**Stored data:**
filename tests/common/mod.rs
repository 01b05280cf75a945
pub mod mock_backend;
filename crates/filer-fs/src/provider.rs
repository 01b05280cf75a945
//! File gate configuration.

use std::path::PathBuf;
use std::sync::Arc;

use filer_core::callsite::{CallerLocation, CreatorTracker};
use filer_core::traits::FileBackend;
use tracing::debug;

use crate::backend::StdBackend;
use crate::gate::{FileGate, Shared};
use crate::limit::admission_limit;

/// Callback receiving formatted shutdown diagnostics.
pub type DiagnosticSink = Arc<dyn Fn(&str) + Send + Sync>;

/// Builder for file gate configuration.
///
/// Everything is fixed once [`build`](Self::build) returns.
pub struct FileGateBuilder<B = StdBackend> {
    limit: usize,
    temp_dir: Option<PathBuf>,
    diagnostics: Option<DiagnosticSink>,
    tracker: Arc<dyn CreatorTracker>,
    backend: B,
}

impl FileGateBuilder<StdBackend> {
    /// Creates a new builder using the OS file system.
    pub fn new() -> Self {
        Self {
            limit: 0,
            temp_dir: None,
            diagnostics: None,
            tracker: Arc::new(CallerLocation),
            backend: StdBackend,
        }
    }
}

impl Default for FileGateBuilder<StdBackend> {
    fn default() -> Self {
        Self::new()
    }
}

impl<B: FileBackend> FileGateBuilder<B> {
    /// Sets the maximum number of concurrently open files.
    ///
    /// 0 (the default) uses the backend's open-file ceiling minus 10%, or 90
    /// if the ceiling is unknown.
    pub fn limit(mut self, limit: usize) -> Self {
        self.limit = limit;
        self
    }

    /// Sets the default directory for temporary files.
    ///
    /// Defaults to [`std::env::temp_dir`].
    pub fn temp_dir(mut self, path: impl Into<PathBuf>) -> Self {
        self.temp_dir = Some(path.into());
        self
    }

    /// Sets the callback that reports files still open during shutdown.
    pub fn diagnostics(mut self, sink: impl Fn(&str) + Send + Sync + 'static) -> Self {
        self.diagnostics = Some(Arc::new(sink));
        self
    }

    /// Sets how the creator of each file is recorded.
    ///
    /// Use [`NoCreatorTracking`](filer_core::callsite::NoCreatorTracking) to
    /// skip it.
    pub fn creator_tracker(mut self, tracker: impl CreatorTracker + 'static) -> Self {
        self.tracker = Arc::new(tracker);
        self
    }

    /// Replaces the file backend.
    pub fn backend<C: FileBackend>(self, backend: C) -> FileGateBuilder<C> {
        FileGateBuilder {
            limit: self.limit,
            temp_dir: self.temp_dir,
            diagnostics: self.diagnostics,
            tracker: self.tracker,
            backend,
        }
    }

    /// Builds the gate.
    pub fn build(self) -> FileGate<B> {
        let limit = admission_limit(self.limit, self.backend.open_file_ceiling());
        let temp_dir = self.temp_dir.unwrap_or_else(std::env::temp_dir);
        debug!(limit, temp_dir = %temp_dir.display(), "building file gate");
        FileGate::from_shared(Shared::new(
            self.backend,
            limit,
            temp_dir,
            self.diagnostics,
            self.tracker,
        ))
    }
}
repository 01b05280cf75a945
//! Error types for file gate operations.

use std::io;
use std::path::PathBuf;
use std::time::Duration;
use thiserror::Error;

/// Errors that can occur while admitting, closing, or draining files.
#[derive(Error, Debug)]
pub enum GateError {
    /// Admission was refused because the gate is shutting down.
    #[error("file gate is shutting down")]
    Cancelled,

    /// Error reported by the file backend, passed through unchanged.
    #[error(transparent)]
    Io(#[from] io::Error),

    /// The handle was already closed.
    #[error("invalid file handle")]
    InvalidHandle,

    /// The backend file was force-closed by shutdown before its owner closed it.
    #[error("file '{}' was closed by shutdown", .0.display())]
    Revoked(PathBuf),

    /// Deleting a temporary file after close failed.
    #[error("failed to remove temporary file '{}': {source}", path.display())]
    Remove {
        path: PathBuf,
        #[source]
        source: io::Error,
    },

    /// Both the backend close and the temporary file removal failed.
    #[error("failed to close '{}': {close} (removal also failed: {remove})", path.display())]
    CloseAndRemove {
        path: PathBuf,
        #[source]
        close: io::Error,
        remove: io::Error,
    },

    /// Shutdown took the file away, and deleting the temporary file then failed.
    ///
    /// `cause` is `Cancelled` when shutdown won the race with an open, and
    /// `Revoked` when the owner closed a handle shutdown had already closed.
    #[error("{cause}; failed to remove temporary file '{}': {source}", path.display())]
    RemoveAfterShutdown {
        path: PathBuf,
        cause: Box<GateError>,
        #[source]
        source: io::Error,
    },

    /// Shutdown did not drain every file before its deadline.
    #[error("shutdown deadline exceeded after {0:?}")]
    DeadlineExceeded(Duration),
}

impl GateError {
    /// Returns true if the error came from admission during shutdown.
    pub fn is_cancelled(&self) -> bool {
        match self {
            Self::Cancelled => true,
            Self::RemoveAfterShutdown { cause, .. } => cause.is_cancelled(),
            _ => false,
        }
    }

    /// Returns true if the backend refused to create a file that already exists.
    pub fn is_already_exists(&self) -> bool {
        matches!(self, Self::Io(e) if e.kind() == io::ErrorKind::AlreadyExists)
    }
}

/// Result type for gate operations.
pub type GateResult<T> = Result<T, GateError>;
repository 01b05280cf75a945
//! In-memory file backend for testing gate behaviour.

#![allow(dead_code)]

use filer_core::mode::OpenMode;
use filer_core::traits::FileBackend;
use std::collections::HashSet;
use std::io;
use std::path::{Path, PathBuf};
use std::sync::mpsc::{self, Receiver, Sender};
use std::sync::{Arc, Mutex};

/// Mock open file.
#[derive(Debug)]
pub struct MockFile {
    pub path: PathBuf,
}

#[derive(Default)]
struct MockState {
    existing: HashSet<PathBuf>,
    open: HashSet<PathBuf>,
    closed: Vec<PathBuf>,
    removed: Vec<PathBuf>,
    open_calls: usize,
    /// Exclusive creates that fail with AlreadyExists before one succeeds.
    collisions: usize,
    fail_open: bool,
    fail_close: bool,
    fail_remove: bool,
    /// Next open signals the first sender, then blocks until the receiver fires.
    hold: Option<(Sender<()>, Receiver<()>)>,
}

/// Mock backend recording every call; clones share state.
#[derive(Clone, Default)]
pub struct MockBackend {
    state: Arc<Mutex<MockState>>,
    ceiling: Option<u64>,
}

impl MockBackend {
    /// Creates a new mock backend.
    pub fn new() -> Self {
        Self::default()
    }

    pub fn with_ceiling(ceiling: u64) -> Self {
        Self {
            ceiling: Some(ceiling),
            ..Self::default()
        }
    }

    pub fn add_file(&self, path: impl Into<PathBuf>) {
        self.state.lock().unwrap().existing.insert(path.into());
    }

    pub fn exists(&self, path: &Path) -> bool {
        self.state.lock().unwrap().existing.contains(path)
    }

    pub fn is_open(&self, path: &Path) -> bool {
        self.state.lock().unwrap().open.contains(path)
    }

    pub fn open_count(&self) -> usize {
        self.state.lock().unwrap().open.len()
    }

    pub fn open_calls(&self) -> usize {
        self.state.lock().unwrap().open_calls
    }

    pub fn closed(&self) -> Vec<PathBuf> {
        self.state.lock().unwrap().closed.clone()
    }

    pub fn removed(&self) -> Vec<PathBuf> {
        self.state.lock().unwrap().removed.clone()
    }

    pub fn set_collisions(&self, collisions: usize) {
        self.state.lock().unwrap().collisions = collisions;
    }

    pub fn set_fail_open(&self, fail: bool) {
        self.state.lock().unwrap().fail_open = fail;
    }

    pub fn set_fail_close(&self, fail: bool) {
        self.state.lock().unwrap().fail_close = fail;
    }

    pub fn set_fail_remove(&self, fail: bool) {
        self.state.lock().unwrap().fail_remove = fail;
    }

    /// Makes the next `open` block inside the backend.
    ///
    /// Returns a receiver that fires once the open has started, and a sender
    /// that lets it finish.
    pub fn hold_next_open(&self) -> (Receiver<()>, Sender<()>) {
        let (started_tx, started_rx) = mpsc::channel();
        let (release_tx, release_rx) = mpsc::channel();
        self.state.lock().unwrap().hold = Some((started_tx, release_rx));
        (started_rx, release_tx)
    }
}

impl FileBackend for MockBackend {
    type File = MockFile;

    fn open(&self, path: &Path, mode: &OpenMode) -> io::Result<MockFile> {
        let hold = self.state.lock().unwrap().hold.take();
        if let Some((started, release)) = hold {
            let _ = started.send(());
            let _ = release.recv();
        }

        let mut state = self.state.lock().unwrap();
        state.open_calls += 1;
        if state.fail_open {
            return Err(io::Error::new(io::ErrorKind::PermissionDenied, "mock open failure"));
        }
        if mode.create_new {
            if state.collisions > 0 {
                state.collisions -= 1;
                return Err(io::Error::new(io::ErrorKind::AlreadyExists, "mock collision"));
            }
            if state.existing.contains(path) {
                return Err(io::Error::new(io::ErrorKind::AlreadyExists, "file exists"));
            }
            state.existing.insert(path.to_path_buf());
        } else if !state.existing.contains(path) {
            if !mode.create {
                return Err(io::Error::new(io::ErrorKind::NotFound, "no such file"));
            }
            state.existing.insert(path.to_path_buf());
        }
        state.open.insert(path.to_path_buf());
        Ok(MockFile {
            path: path.to_path_buf(),
        })
    }

    fn close(&self, file: MockFile) -> io::Result<()> {
        let mut state = self.state.lock().unwrap();
        state.open.remove(&file.path);
        state.closed.push(file.path);
        if state.fail_close {
            return Err(io::Error::new(io::ErrorKind::Other, "mock close failure"));
        }
        Ok(())
    }

    fn remove(&self, path: &Path) -> io::Result<()> {
        let mut state = self.state.lock().unwrap();
        if state.fail_remove {
            return Err(io::Error::new(io::ErrorKind::Other, "mock remove failure"));
        }
        state.existing.remove(path);
        state.removed.push(path.to_path_buf());
        Ok(())
    }

    fn open_file_ceiling(&self) -> Option<u64> {
        self.ceiling
    }
}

**YOUR INSTRUCTIONS:**
Please return all lines above in which the string "Shared" is found.

**RESULT OF THE EXERCISE:**
use crate::gate::{FileGate, Shared};
        FileGate::from_shared(Shared::new(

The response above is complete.